The GNN-Subnet package is required

https://github.com/pievos101/GNN-SubNet

To install GNNSubNet run:

pip install torch==1.11.0 
pip install torchvision==0.12.0
pip install torch-geometric==2.0.4
pip install torch-scatter==2.0.9
pip install torch-sparse==0.6.13

# to install GNNSubNet from source (cloned GitHub repo) run:
pip install GNN-SubNet/

Preferred versions are: torch==1.11.0, torchvision==0.12.0, torch-geometric==2.0.4, torch-scatter==2.0.9, and torch-sparse==0.6.13.

To install Ensemble-GNN from source code (cloned GitHub repo) run:

pip install Ensemble-GNN/

Usage

Synthetic data - Barabasi Networks

# import GNNSubNet
from GNNSubNet import GNNSubNet as gnn
# import ensemble_gnn
import ensemble_gnn as egnn

# Synthetic data set  ------------------------- #
loc   = "/home/bastian/GitHub/GNN-SubNet/GNNSubNet/datasets/synthetic"
ppi   = f'{loc}/NETWORK_synthetic.txt'
feats = [f'{loc}/FEATURES_synthetic.txt']
targ  = f'{loc}/TARGET_synthetic.txt'

# Read in the synthetic data and build a gnnsubnet object
g = gnn.GNNSubNet(loc, ppi, feats, targ, normalize=False)

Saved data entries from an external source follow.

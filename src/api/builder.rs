//
//  se2-sdk
//  api/builder.rs
//
//  Created by Ngonidzashe Mangudya on 2026/01/12.
//  Copyright (c) 2025 IAMNGONI. All rights reserved.
//

//! # Builder API
//!
//! Draft editing, synchronous builds, draft tests and promotion. Every draft
//! operation is authenticated with a [`Session`] rather than the access key.
//!
//! ## Lifecycle
//!
//! ```text
//! create_session ─► create_plugin_draft ─► build_plugin ─┬─► promote_draft
//!                                                         └─► test_plugin_draft
//! ```
//!
//! A failed build is a normal [`BuildResult`] with `succeeded == false`, not
//! an error. Only [`Se2Client::promote_draft`] changes what is live.
//!
//! ## Example
//!
//! ```rust,no_run
//! use se2_sdk::Plugin;
//!
//! # async fn demo(client: &se2_sdk::api::Se2Client) -> se2_sdk::api::common::Result<()> {
//! let mut plugin = Plugin::new("com.suborbital", "acmeco", "default", "hello");
//! let session = client.create_session("acmeco", "default", "hello").await?;
//!
//! let draft = client.create_plugin_draft("assemblyscript", &session).await?;
//! let build = client.build_plugin(draft.contents, &session).await?;
//! if !build.succeeded {
//!     eprintln!("{}", build.output_log);
//!     return Ok(());
//! }
//!
//! let promoted = client.promote_draft(&mut plugin, &session).await?;
//! assert_eq!(plugin.version(), Some(promoted.reference.as_str()));
//! # Ok(())
//! # }
//! ```

use reqwest::StatusCode;
use serde::{Deserialize, Serialize};

use crate::api::client::{require, Call, Se2Client, Service};
use crate::api::common::{null_as_empty, ApiError, Result};
use crate::auth::{Credential, Session};
use crate::resource::Plugin;

const DRAFT_PATH: &str = "/builder/v1/draft";

/// Capabilities advertised by the builder.
#[derive(Debug, Clone, Default, PartialEq, Eq, Serialize, Deserialize)]
#[serde(deny_unknown_fields)]
pub struct BuilderFeatures {
    /// Feature flags, e.g. `test`.
    #[serde(default, deserialize_with = "null_as_empty")]
    pub features: Vec<String>,

    /// Languages the builder can compile.
    #[serde(default, alias = "Languages", deserialize_with = "null_as_empty")]
    pub languages: Vec<Language>,
}

/// A language supported by the builder.
#[derive(Debug, Clone, PartialEq, Eq, Serialize, Deserialize)]
#[serde(deny_unknown_fields)]
pub struct Language {
    /// Machine identifier, e.g. `tinygo`.
    pub identifier: String,

    /// Short display name.
    #[serde(default)]
    pub short: String,

    /// Long display name.
    #[serde(default)]
    pub pretty: String,
}

/// The current draft of a plugin.
#[derive(Debug, Clone, PartialEq, Eq, Serialize, Deserialize)]
#[serde(deny_unknown_fields)]
pub struct Draft {
    /// Source language.
    pub lang: String,

    /// Source code.
    pub contents: String,
}

/// Outcome of a synchronous build.
#[derive(Debug, Clone, PartialEq, Eq, Serialize, Deserialize)]
#[serde(deny_unknown_fields)]
pub struct BuildResult {
    /// Whether the module compiled.
    pub succeeded: bool,

    /// Compiler output.
    #[serde(default, rename = "outputLog")]
    pub output_log: String,
}

/// Outcome of running the draft against a test input.
#[derive(Debug, Clone, Default, PartialEq, Eq, Serialize, Deserialize)]
#[serde(deny_unknown_fields)]
pub struct TestResult {
    /// What the plugin returned.
    #[serde(default)]
    pub result: String,

    /// Error raised by the plugin, empty on success.
    #[serde(default)]
    pub error: String,
}
//
//  se2-sdk
//  api/session.rs
//
//  Created by Ngonidzashe Mangudya on 2026/01/12.
//  Copyright (c) 2025 IAMNGONI. All rights reserved.
//

//! Builder session creation.

use reqwest::StatusCode;
use serde::{Deserialize, Serialize};

use crate::api::client::{require, Call, Se2Client, Service};
use crate::api::common::{ApiError, Result};
use crate::auth::Session;

#[derive(Debug, Serialize)]
struct CreateSessionRequest<'a> {
    #[serde(rename = "fn")]
    plugin: &'a str,
    namespace: &'a str,
}

#[derive(Debug, Deserialize)]
#[serde(deny_unknown_fields)]
struct CreateSessionResponse {
    #[serde(default)]
    token: String,
}

impl Se2Client {
    /// Opens a builder session for one plugin of a tenant.
    ///
    /// The returned [`Session`] authenticates every draft operation and
    /// remembers which tenant, namespace and plugin it was opened for.
    ///
    /// # Errors
    ///
    /// - [`ApiError::Validation`] if any argument is blank
    /// - [`ApiError::UnexpectedStatus`] unless the service answers `201 Created`
    /// - [`ApiError::EmptyToken`] if the service answers without a token
    ///
    /// # Example
    ///
    /// ```rust,no_run
    /// # async fn demo(client: &se2_sdk::api::Se2Client) -> se2_sdk::api::common::Result<()> {
    /// let session = client.create_session("acmeco", "default", "hello").await?;
    /// let draft = client.create_plugin_draft("rust", &session).await?;
    /// println!("{}", draft.contents);
    /// # Ok(())
    /// # }
    /// ```
    pub async fn create_session(
        &self,
        tenant: &str,
        namespace: &str,
        plugin: &str,
    ) -> Result<Session> {
        const OP: &str = "create_session";
        require(OP, "tenant name", tenant)?;
        require(OP, "namespace", namespace)?;
        require(OP, "plugin", plugin)?;

        let call = Call::post(OP, Service::Admin, "/environment/v1/tenant")
            .segment(tenant)
            .segment("session")
            .json(&CreateSessionRequest { plugin, namespace })?
            .expect(StatusCode::CREATED);

        let response: CreateSessionResponse = self.fetch(call).await?;
        if response.token.is_empty() {
            return Err(ApiError::EmptyToken { op: OP });
        }

        tracing::debug!(tenant, namespace, plugin, "builder session created");
        Ok(Session::new(response.token, tenant, namespace, plugin))
    }
}

#[cfg(test)]
mod tests {
    use super::*;
    use crate::api::client::tests::client_for;
    use mockito::Matcher;

    #[tokio::test]
    async fn test_create_session() {
        let mut server = mockito::Server::new_async().await;
        let mock = server
            .mock("POST", "/environment/v1/tenant/acmeco/session")
            .match_body(Matcher::Json(
                serde_json::json!({"fn": "hello", "namespace": "default"}),
            ))
            .with_status(201)
            .with_body(r#"{"token": "session-token"}"#)
            .create_async()
            .await;

        let session = client_for(&server)
            .create_session("acmeco", "default", "hello")
            .await
            .unwrap();
        assert_eq!(session.token(), "session-token");
        assert_eq!(session.tenant(), "acmeco");
        assert_eq!(session.namespace(), "default");
        assert_eq!(session.plugin(), "hello");
        mock.assert_async().await;
    }

    #[tokio::test]
    async fn test_blank_arguments() {
        let mut server = mockito::Server::new_async().await;
        let mock = server.mock("POST", Matcher::Any).expect(0).create_async().await;
        let client = client_for(&server);

        for (tenant, namespace, plugin) in [("", "default", "hello"), ("acmeco", "", "hello"), ("acmeco", "default", "")] {
            let err = client
                .create_session(tenant, namespace, plugin)
                .await
                .unwrap_err();
            assert!(err.is_validation());
        }
        mock.assert_async().await;
    }

    #[tokio::test]
    async fn test_ok_instead_of_created() {
        let mut server = mockito::Server::new_async().await;
        server
            .mock("POST", "/environment/v1/tenant/acmeco/session")
            .with_status(200)
            .with_body(r#"{"token": "session-token"}"#)
            .create_async()
            .await;

        let err = client_for(&server)
            .create_session("acmeco", "default", "hello")
            .await
            .unwrap_err();
        assert!(matches!(err, ApiError::UnexpectedStatus { expected: 201, .. }));
    }
}
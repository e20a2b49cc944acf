//
//  se2-sdk
//  api/admin.rs
//
//  Created by Ngonidzashe Mangudya on 2026/01/12.
//  Copyright (c) 2025 IAMNGONI. All rights reserved.
//

//! Administrative API: editor tokens, deployed plugin listings and execution results.
//!
//! # Routes
//!
//! | Operation | Route |
//! |-----------|-------|
//! | [`Se2Client::editor_token`] | `GET /api/v1/token/{env}.{tenant}/{namespace}/{name}` |
//! | [`Se2Client::user_plugins`] | `GET /api/v2/functions/{env}.{tenant}/{namespace}` |
//! | [`Se2Client::get_tenant_plugins`] | `GET /environment/v1/tenant/{name}/plugins` |
//! | [`Se2Client::results_metadata`] | `GET /api/v2/results/by-fqfn/{env}.{tenant}/{namespace}/{name}` |
//! | [`Se2Client::result_metadata`] | `GET /api/v2/results/by-uuid/{uuid}` |
//! | [`Se2Client::function_result`] | `GET /api/v2/result/{uuid}` |
//!
//! Empty listings come back as empty vectors, never as errors.

use std::collections::HashMap;

use chrono::{DateTime, Utc};
use serde::{Deserialize, Serialize};

use crate::api::client::{require, Call, Se2Client, Service};
use crate::api::common::{null_as_empty, ApiError, ErrorBody, Result};
use crate::resource::Plugin;

/// Body of the token endpoint.
#[derive(Debug, Clone, Deserialize)]
#[serde(deny_unknown_fields)]
struct TokenResponse {
    #[serde(default)]
    token: String,
}

/// A deployed plugin as reported by the listing endpoints.
///
/// The administrative listing and the tenant listing use slightly different
/// keys (`fqfn`/`version` versus `fqmn`/`ref`); both decode into this type.
#[derive(Debug, Clone, PartialEq, Eq, Serialize, Deserialize)]
#[serde(deny_unknown_fields)]
pub struct DeployedPlugin {
    /// Plugin name.
    pub name: String,

    /// Namespace the plugin lives in.
    pub namespace: String,

    /// Source language, e.g. `rust` or `javascript`.
    #[serde(default)]
    pub lang: String,

    /// Live version or deployment reference.
    #[serde(default, rename = "ref", alias = "version")]
    pub reference: String,

    /// Version of the pending draft, if any.
    #[serde(default, rename = "draftVersion", skip_serializing_if = "Option::is_none")]
    pub draft_version: Option<String>,

    /// Plugin API version the module was built against.
    #[serde(default, rename = "apiVersion")]
    pub api_version: String,

    /// Fully-qualified name.
    #[serde(default, alias = "fqfn")]
    pub fqmn: String,

    /// Canonical URI, when the service provides one.
    #[serde(default, skip_serializing_if = "Option::is_none")]
    pub uri: Option<String>,
}

impl DeployedPlugin {
    /// Rebuilds the resource identifier from the entry's name.
    ///
    /// `fqfn` style names are tried first, then `fqmn://` names, then the
    /// entry's `uri`. Returns `None` when none of them parse.
    pub fn to_plugin(&self) -> Option<Plugin> {
        let plugin = Plugin::from_fqfn(&self.fqmn)
            .or_else(|| Plugin::from_fqmn(&self.fqmn))
            .or_else(|| self.uri.as_deref().and_then(Plugin::from_fqmn))?;
        if plugin.version().is_none() && !self.reference.is_empty() {
            return Some(plugin.with_version(self.reference.clone()));
        }
        Some(plugin)
    }
}

/// Body of both listing endpoints.
#[derive(Debug, Clone, Default, Deserialize)]
#[serde(deny_unknown_fields)]
struct DeployedPluginList {
    #[serde(default, alias = "functions", deserialize_with = "null_as_empty")]
    plugins: Vec<DeployedPlugin>,
}

/// Metadata of one stored execution.
#[derive(Debug, Clone, PartialEq, Serialize, Deserialize)]
#[serde(deny_unknown_fields)]
pub struct ExecMetadata {
    /// Execution identifier.
    pub uuid: String,

    /// When the execution happened.
    pub timestamp: DateTime<Utc>,

    /// Whether the plugin returned without error.
    #[serde(default)]
    pub success: bool,

    /// The error the plugin returned, if any.
    #[serde(default, skip_serializing_if = "Option::is_none")]
    pub error: Option<ErrorBody>,

    /// The stored response body, when the service inlines it.
    #[serde(default, skip_serializing_if = "Option::is_none")]
    pub response: Option<String>,

    /// Headers the plugin set on its response.
    #[serde(default, rename = "responseHeaders", skip_serializing_if = "Option::is_none")]
    pub response_headers: Option<HashMap<String, String>>,
}

/// Checks that every part of a plugin identifier is set.
pub(crate) fn require_plugin(op: &'static str, plugin: &Plugin) -> Result<()> {
    require(op, "environment", plugin.environment())?;
    require(op, "tenant", plugin.tenant())?;
    require(op, "namespace", plugin.namespace())?;
    require(op, "plugin name", plugin.name())
}

/// The path segments of [`Plugin::uri`].
pub(crate) fn plugin_segments(plugin: &Plugin) -> [String; 3] {
    [
        plugin.identifier(),
        plugin.namespace().to_string(),
        plugin.name().to_string(),
    ]
}

impl Se2Client {
    /// Fetches a short-lived editor token for `plugin`.
    ///
    /// # Errors
    ///
    /// Besides validation, transport, status and decode errors, returns
    /// [`ApiError::EmptyToken`] when the service answers without a token.
    pub async fn editor_token(&self, plugin: &Plugin) -> Result<String> {
        const OP: &str = "editor_token";
        require_plugin(OP, plugin)?;

        let response: TokenResponse = self
            .fetch(Call::get(OP, Service::Admin, "/api/v1/token").segments(plugin_segments(plugin)))
            .await?;

        if response.token.is_empty() {
            return Err(ApiError::EmptyToken { op: OP });
        }

        Ok(response.token)
    }

    /// Lists the plugins deployed under `{environment}.{tenant}` in `namespace`.
    pub async fn user_plugins(
        &self,
        environment: &str,
        tenant: &str,
        namespace: &str,
    ) -> Result<Vec<DeployedPlugin>> {
        const OP: &str = "user_plugins";
        require(OP, "environment", environment)?;
        require(OP, "tenant", tenant)?;
        require(OP, "namespace", namespace)?;

        let list: DeployedPluginList = self
            .fetch(
                Call::get(OP, Service::Admin, "/api/v2/functions")
                    .segment(format!("{}.{}", environment, tenant))
                    .segment(namespace),
            )
            .await?;

        Ok(list.plugins)
    }

    /// Lists every plugin deployed for a tenant.
    pub async fn get_tenant_plugins(&self, tenant: &str) -> Result<Vec<DeployedPlugin>> {
        const OP: &str = "get_tenant_plugins";
        require(OP, "tenant name", tenant)?;

        let list: DeployedPluginList = self
            .fetch(
                Call::get(OP, Service::Admin, "/environment/v1/tenant")
                    .segment(tenant)
                    .segment("plugins"),
            )
            .await?;

        Ok(list.plugins)
    }

    /// Metadata for the most recent executions of `plugin` (the service keeps five).
    pub async fn results_metadata(&self, plugin: &Plugin) -> Result<Vec<ExecMetadata>> {
        const OP: &str = "results_metadata";
        require_plugin(OP, plugin)?;

        let results: Option<Vec<ExecMetadata>> = self
            .fetch(Call::get(OP, Service::Admin, "/api/v2/results/by-fqfn").segments(plugin_segments(plugin)))
            .await?;

        Ok(results.unwrap_or_default())
    }

    /// Metadata for one execution. An unknown `uuid` is a not-found error.
    pub async fn result_metadata(&self, uuid: &str) -> Result<ExecMetadata> {
        const OP: &str = "result_metadata";
        require(OP, "execution uuid", uuid)?;

        self.fetch(Call::get(OP, Service::Admin, "/api/v2/results/by-uuid").segment(uuid))
            .await
    }

    /// The stored output of one execution, as raw bytes.
    pub async fn function_result(&self, uuid: &str) -> Result<Vec<u8>> {
        const OP: &str = "function_result";
        require(OP, "execution uuid", uuid)?;

        let response = self
            .execute(Call::get(OP, Service::Admin, "/api/v2/result").segment(uuid))
            .await?;

        Ok(response.body)
    }
}
//
//  se2-sdk
//  lib.rs
//
//  Created by Ngonidzashe Mangudya on 2026/01/12.
//  Copyright (c) 2025 IAMNGONI. All rights reserved.
//

//! # SE2 SDK
//!
//! An async client library for the SE2 plugin platform: manage tenants,
//! edit and build plugins through builder sessions, promote drafts and run
//! deployed plugins.
//!
//! ## Features
//!
//! - **One client**: a single [`Se2Client`](api::Se2Client) addresses the
//!   administrative, builder and execution services
//! - **Validated credentials**: access keys are decoded and checked when the
//!   client is built
//! - **Typed results**: strict decoding of every success body, typed errors
//!   for status, decode and plugin failures
//! - **No hidden retries**: each call is exactly one HTTP round trip
//!
//! ## Module Structure
//!
//! - [`api`]: The client and every remote operation
//! - [`auth`]: Access keys and builder sessions
//! - [`config`]: Endpoints and the optional `config.toml`
//! - [`Plugin`]: The resource identifier used to address plugins
//!
//! ## Example Usage
//!
//! ```rust,no_run
//! use se2_sdk::api::Se2Client;
//! use se2_sdk::config::Endpoints;
//! use se2_sdk::Plugin;
//!
//! # async fn demo() -> se2_sdk::api::common::Result<()> {
//! let key = std::env::var("SE2_ENV_TOKEN").unwrap_or_default();
//! let client = Se2Client::new(Endpoints::local(), &key)?;
//!
//! let plugin = Plugin::new("com.suborbital", "acmeco", "default", "hello");
//! let response = client.exec(&plugin, "world").await?;
//! println!("{}", response.text());
//! # Ok(())
//! # }
//! ```

/// The SE2 client and its operations.
pub mod api;

/// Access keys and builder sessions.
pub mod auth;

/// Endpoint and file configuration.
pub mod config;

mod resource;

pub use resource::Plugin;

/// Library version constant.
///
/// Derived from Cargo.toml at compile time and sent in the default
/// `User-Agent` header.
///
/// ```rust
/// use se2_sdk::VERSION;
///
/// println!("se2-sdk {}", VERSION);
/// ```
pub const VERSION: &str = env!("CARGO_PKG_VERSION");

# Get some general information about the data dimension
g.summary()

# train-test split: 80-20 
g_train, g_test = egnn.train_test_split(g)

# initialization: infer subnetworks and build ensemble
e1 = egnn.ensemble(g_train, niter=1) # niter=10 is recommended

# length of ensemble
len(e1.ensemble)

# train an gnn model on each subnetwork of the ensemble
e1.train()

# accuracy for each module
e1.train_accuracy

# the nodes of each ensemble member can be accessed via
e1.modules_gene_names 

# The first subnetwork used within the ensemble can be obtained from
e1.ensemble[0].dataset[0].edge_index

# grow the ensemble 
e1.grow(10)

# check the accuracy
e1.train_accuracy

# train again with a different train-validation split
e1.train()

# check the accuracy
e1.train_accuracy

# predict via Majority Vote
e1.predict(g_test)

# predictions and accuracy for each subnetwork
# accuracy o the test set
e1.accuracy_test
# predictions on the test set
e1.predictions_test 
# true class labels of the test set
e1.true_class_test 

# the overall predictions based on the whole ensemble using majority vote
e1.predictions_test_mv

# lets check the performance of the ensemble classifier
from sklearn.metrics import accuracy_score
accuracy_score(e1.true_class_test[0], e1.predictions_test_mv)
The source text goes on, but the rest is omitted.